To qualify for H2Ohio payments, a farmer must develop or already have a voluntary nutrient management plan. An approved VNMP is required for all cropland enrolled in H2Ohio. Additionally, farmers must document their nutrient management actions to remain eligible for the funding.
Putnam County, located in the Maumee River watershed, saw an impressive surge in participation this year, with 402 new H2Ohio contracts signed. Samantha Bluhm, organization director for Allen, Paulding, Putnam and Van Wert counties at the Ohio Farm Bureau Federation, said the county’s enthusiasm for the program stems from leveraging existing methods and embracing precision agriculture.
“I think what we have found and the reason why (Putnam County) has been so successful in terms of the volume of acreage we have added to the program is really just the fact that we don’t have to reinvent the wheel on a lot of stuff,” she said.
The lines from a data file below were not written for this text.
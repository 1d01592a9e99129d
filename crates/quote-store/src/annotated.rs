// SPDX-FileCopyrightText: 2025 Semiotic Labs
//
// SPDX-License-Identifier: Apache-2.0

//! Annotated Shakespeare quotes
//!
//! Each slot normally holds an [`AnnotatedQuote`] with its play, verse,
//! speaker and a stress-annotated rendition. A slot can also hold a bare quote
//! string: replacing a slot stores exactly the value the caller supplied and
//! does not merge it with the previous annotations.

use rand::Rng;
use serde::Serialize;
use tokio::sync::RwLock;
use tracing::{debug, warn};

use crate::{
    error::{StoreError, StoreResult},
    resolve_index, seed,
};

/// A quote with its provenance and meter
#[derive(Debug, Clone, PartialEq, Eq, Serialize)]
pub struct AnnotatedQuote {
    /// Quote text
    pub quote: String,
    /// Play the quote comes from
    pub play: String,
    /// Act and scene locator
    pub verse: String,
    /// Character who speaks the line
    pub spaketh: String,
    /// Stress-annotated rendition of the line
    pub iambs: String,
}

/// Content of one slot of the annotated store
#[derive(Debug, Clone, PartialEq, Eq, Serialize)]
#[serde(untagged)]
pub enum AnnotatedEntry {
    /// Full record with annotations
    Record(AnnotatedQuote),
    /// Quote text without annotations
    Bare(String),
}

impl AnnotatedEntry {
    /// Quote text of the slot
    pub fn quote(&self) -> &str {
        match self {
            Self::Record(record) => &record.quote,
            Self::Bare(quote) => quote,
        }
    }

    /// Full record, if the slot still has its annotations
    pub fn record(&self) -> Option<&AnnotatedQuote> {
        match self {
            Self::Record(record) => Some(record),
            Self::Bare(_) => None,
        }
    }
}

impl From<AnnotatedQuote> for AnnotatedEntry {
    fn from(record: AnnotatedQuote) -> Self {
        Self::Record(record)
    }
}

/// Quote with its speaker
#[derive(Debug, Clone, PartialEq, Eq)]
pub struct Speaker {
    /// Quote text
    pub quote: String,
    /// Character who speaks the line
    pub spaketh: String,
}

/// Quote with its play and verse
#[derive(Debug, Clone, PartialEq, Eq)]
pub struct PlayAndVerse {
    /// Quote text
    pub quote: String,
    /// Play the quote comes from
    pub play: String,
    /// Act and scene locator
    pub verse: String,
}

/// Quote with its meter annotation
#[derive(Debug, Clone, PartialEq, Eq)]
pub struct Meter {
    /// Quote text
    pub quote: String,
    /// Stress-annotated rendition of the line
    pub iambs: String,
}

/// Ordered list of annotated quote slots
#[derive(Debug)]
pub struct AnnotatedQuoteStore {
    entries: RwLock<Vec<AnnotatedEntry>>,
}

impl AnnotatedQuoteStore {
    /// Create a store from the given records
    ///
    /// # Errors
    ///
    /// Returns [`StoreError::Empty`] if `records` is empty.
    pub fn new(records: Vec<AnnotatedQuote>) -> StoreResult<Self> {
        if records.is_empty() {
            return Err(StoreError::Empty);
        }
        Ok(Self::from_records(records))
    }

    /// Create a store holding the built-in seed records
    pub fn seeded() -> Self {
        Self::from_records(seed::annotated_quotes())
    }

    fn from_records(records: Vec<AnnotatedQuote>) -> Self {
        Self {
            entries: RwLock::new(records.into_iter().map(AnnotatedEntry::from).collect()),
        }
    }

    /// Number of slots
    pub async fn len(&self) -> usize {
        self.entries.read().await.len()
    }

    /// Whether the store holds no slots
    pub async fn is_empty(&self) -> bool {
        self.entries.read().await.is_empty()
    }

    /// Pick a uniformly random slot, returning its index and content
    pub async fn pick_random(&self) -> (usize, AnnotatedEntry) {
        let entries = self.entries.read().await;
        let index = rand::thread_rng().gen_range(0..entries.len());
        (index, entries[index].clone())
    }

    /// Pick a random slot using the supplied random source
    pub async fn pick_random_with<R: Rng + Send>(&self, rng: &mut R) -> (usize, AnnotatedEntry) {
        let entries = self.entries.read().await;
        let index = rng.gen_range(0..entries.len());
        (index, entries[index].clone())
    }

    /// Validate `index` without reading the slot
    ///
    /// # Errors
    ///
    /// Returns [`StoreError::OutOfRange`] if `index` is negative or past the end.
    pub async fn check_index(&self, index: i64) -> StoreResult<usize> {
        resolve_index(index, self.entries.read().await.len())
    }

    /// Content of the slot at `index`
    ///
    /// # Errors
    ///
    /// Returns [`StoreError::OutOfRange`] if `index` is negative or past the end.
    pub async fn get(&self, index: i64) -> StoreResult<AnnotatedEntry> {
        let entries = self.entries.read().await;
        let position = resolve_index(index, entries.len())?;
        Ok(entries[position].clone())
    }

    /// Overwrite the whole slot at `index`, returning the stored content
    ///
    /// # Errors
    ///
    /// Returns [`StoreError::OutOfRange`] if `index` is negative or past the end.
    pub async fn replace(&self, index: i64, entry: AnnotatedEntry) -> StoreResult<AnnotatedEntry> {
        let mut entries = self.entries.write().await;
        let position = resolve_index(index, entries.len())?;
        if matches!(entry, AnnotatedEntry::Bare(_)) {
            warn!(
                index = position,
                "annotated quote replaced by bare text, play/verse/speaker/meter discarded"
            );
        } else {
            debug!(index = position, "annotated quote replaced");
        }
        entries[position] = entry.clone();
        Ok(entry)
    }

    /// Quote and speaker of the slot at `index`
    ///
    /// # Errors
    ///
    /// Returns [`StoreError::OutOfRange`] on a bad index, or
    /// [`StoreError::MissingField`] if the slot lost its annotations.
    pub async fn speaker(&self, index: i64) -> StoreResult<Speaker> {
        let (position, entry) = self.annotated(index).await?;
        let record = Self::require(position, &entry, "spaketh")?;
        Ok(Speaker {
            quote: record.quote.clone(),
            spaketh: record.spaketh.clone(),
        })
    }

    /// Quote, play and verse of the slot at `index`
    ///
    /// # Errors
    ///
    /// Returns [`StoreError::OutOfRange`] on a bad index, or
    /// [`StoreError::MissingField`] if the slot lost its annotations.
    pub async fn play_and_verse(&self, index: i64) -> StoreResult<PlayAndVerse> {
        let (position, entry) = self.annotated(index).await?;
        let record = Self::require(position, &entry, "play")?;
        Ok(PlayAndVerse {
            quote: record.quote.clone(),
            play: record.play.clone(),
            verse: record.verse.clone(),
        })
    }

    /// Quote and meter annotation of the slot at `index`
    ///
    /// # Errors
    ///
    /// Returns [`StoreError::OutOfRange`] on a bad index, or
    /// [`StoreError::MissingField`] if the slot lost its annotations.
    pub async fn meter(&self, index: i64) -> StoreResult<Meter> {
        let (position, entry) = self.annotated(index).await?;
        let record = Self::require(position, &entry, "iambs")?;
        Ok(Meter {
            quote: record.quote.clone(),
            iambs: record.iambs.clone(),
        })
    }

    async fn annotated(&self, index: i64) -> StoreResult<(usize, AnnotatedEntry)> {
        let entries = self.entries.read().await;
        let position = resolve_index(index, entries.len())?;
        Ok((position, entries[position].clone()))
    }

    fn require<'a>(
        position: usize,
        entry: &'a AnnotatedEntry,
        field: &'static str,
    ) -> StoreResult<&'a AnnotatedQuote> {
        entry.record().ok_or(StoreError::MissingField {
            index: position,
            field,
        })
    }
}

#[cfg(test)]
mod tests {
    use std::sync::Arc;

    use rand::{SeedableRng, rngs::StdRng};
    use serde_json::json;
    use tokio_test::assert_err;

    use super::*;

    #[tokio::test]
    async fn get_returns_seed_record() {
        let store = AnnotatedQuoteStore::seeded();
        let entry = store.get(1).await.unwrap();

        assert_eq!(entry.quote(), "To be, or not to be: that is the question");
        assert_eq!(entry.record().unwrap().spaketh, "Prince Hamlet");
    }

    #[tokio::test]
    async fn projections_return_subsets() {
        let store = AnnotatedQuoteStore::seeded();

        let speaker = store.speaker(8).await.unwrap();
        assert_eq!(speaker.spaketh, "Three Witches");

        let play = store.play_and_verse(7).await.unwrap();
        assert_eq!(play.play, "Twelfth Night");
        assert_eq!(play.verse, "Act I, Scene I");

        let meter = store.meter(1).await.unwrap();
        assert_eq!(meter.iambs, "to BE - or NOT - to BE - that IS - the QUESTION");
    }

    #[tokio::test]
    async fn out_of_range_is_reported_for_every_operation() {
        let store = AnnotatedQuoteStore::seeded();

        assert_eq!(
            assert_err!(store.get(999).await),
            StoreError::OutOfRange { index: 999 }
        );
        assert_eq!(
            assert_err!(store.check_index(10).await),
            StoreError::OutOfRange { index: 10 }
        );
        assert_eq!(
            assert_err!(store.speaker(-1).await),
            StoreError::OutOfRange { index: -1 }
        );
        assert_eq!(
            assert_err!(store.play_and_verse(10).await),
            StoreError::OutOfRange { index: 10 }
        );
        assert_eq!(
            assert_err!(store.meter(42).await),
            StoreError::OutOfRange { index: 42 }
        );
        assert_eq!(
            assert_err!(
                store
                    .replace(10, AnnotatedEntry::Bare("x".to_string()))
                    .await
            ),
            StoreError::OutOfRange { index: 10 }
        );
    }

    #[tokio::test]
    async fn bare_replacement_discards_annotations() {
        let store = AnnotatedQuoteStore::seeded();

        store
            .replace(3, AnnotatedEntry::Bare("Wherefore art thou".to_string()))
            .await
            .unwrap();

        let entry = store.get(3).await.unwrap();
        assert_eq!(entry, AnnotatedEntry::Bare("Wherefore art thou".to_string()));
        assert_eq!(entry.quote(), "Wherefore art thou");
        assert_eq!(
            store.speaker(3).await.unwrap_err(),
            StoreError::MissingField {
                index: 3,
                field: "spaketh"
            }
        );
        assert!(store.meter(4).await.is_ok());
    }

    #[tokio::test]
    async fn record_replacement_round_trips() {
        let store = AnnotatedQuoteStore::seeded();
        let record = AnnotatedQuote {
            quote: "Now is the winter of our discontent".to_string(),
            play: "Richard III".to_string(),
            verse: "Act I, Scene I".to_string(),
            spaketh: "Richard".to_string(),
            iambs: "now IS - the WIN - ter OF - our DIS - con TENT".to_string(),
        };

        store
            .replace(0, AnnotatedEntry::from(record.clone()))
            .await
            .unwrap();

        assert_eq!(store.get(0).await.unwrap().record(), Some(&record));
        assert_eq!(store.speaker(0).await.unwrap().spaketh, "Richard");
    }

    #[tokio::test]
    async fn random_pick_stays_in_range() {
        let store = AnnotatedQuoteStore::seeded();
        let len = store.len().await;
        let mut rng = StdRng::seed_from_u64(99);

        for _ in 0..200 {
            let (index, entry) = store.pick_random_with(&mut rng).await;
            assert!(index < len);
            assert_eq!(entry, store.get(i64::try_from(index).unwrap()).await.unwrap());
        }
        assert!(!store.is_empty().await);
    }

    #[tokio::test]
    async fn concurrent_replacements_are_never_torn() {
        let store = Arc::new(AnnotatedQuoteStore::seeded());
        let len = store.len().await;

        let writers: Vec<_> = (0..32_i64)
            .map(|n| {
                let store = Arc::clone(&store);
                tokio::spawn(async move {
                    let index = n % 4 + 1;
                    let entry = AnnotatedEntry::Bare(format!("rewrite {n}"));
                    store.replace(index, entry.clone()).await.unwrap();
                    store.get(index).await.unwrap()
                })
            })
            .collect();

        for writer in writers {
            let entry = writer.await.unwrap();
            assert!(entry.quote().starts_with("rewrite "));
            assert!(entry.record().is_none());
        }

        for index in 1..=4 {
            let entry = store.get(index).await.unwrap();
            assert!(
                matches!(entry, AnnotatedEntry::Bare(ref quote) if quote.starts_with("rewrite "))
            );
        }
        assert_eq!(store.len().await, len);
        assert!(store.speaker(5).await.is_ok());
    }

    #[test]
    fn entries_serialize_untagged() {
        let bare = AnnotatedEntry::Bare("bare".to_string());
        assert_eq!(serde_json::to_value(&bare).unwrap(), json!("bare"));

        let record = AnnotatedEntry::from(seed::annotated_quotes().remove(0));
        assert_eq!(
            serde_json::to_value(&record).unwrap(),
            json!({
                "quote": "quote",
                "play": "play",
                "verse": "verse",
                "spaketh": "spaketh",
                "iambs": "iambs"
            })
        );
    }

    #[test]
    fn empty_store_is_rejected() {
        assert_eq!(
            AnnotatedQuoteStore::new(Vec::new()).unwrap_err(),
            StoreError::Empty
        );
    }
}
Farmers and agriculturalists, she said, are known for their resourcefulness, making it a natural transition for them to adopt new technologies such as large-scale soil testing and precision nutrient application tailored to individual plants.
“We have really been able to look in the mirror and say, ‘Listen, we can do better. How do we go about doing that?’” she said.
Bluhm believes the program’s true appeal lies in its long-term impact.
“When you get down to the core of it, that is what keeps people going. They want the next generation or the next owner to inherit land that is healthy, that is nutrient-rich and waterways that are clear. So I think beyond the financial gain, that’s a tactile incentive. It really is.”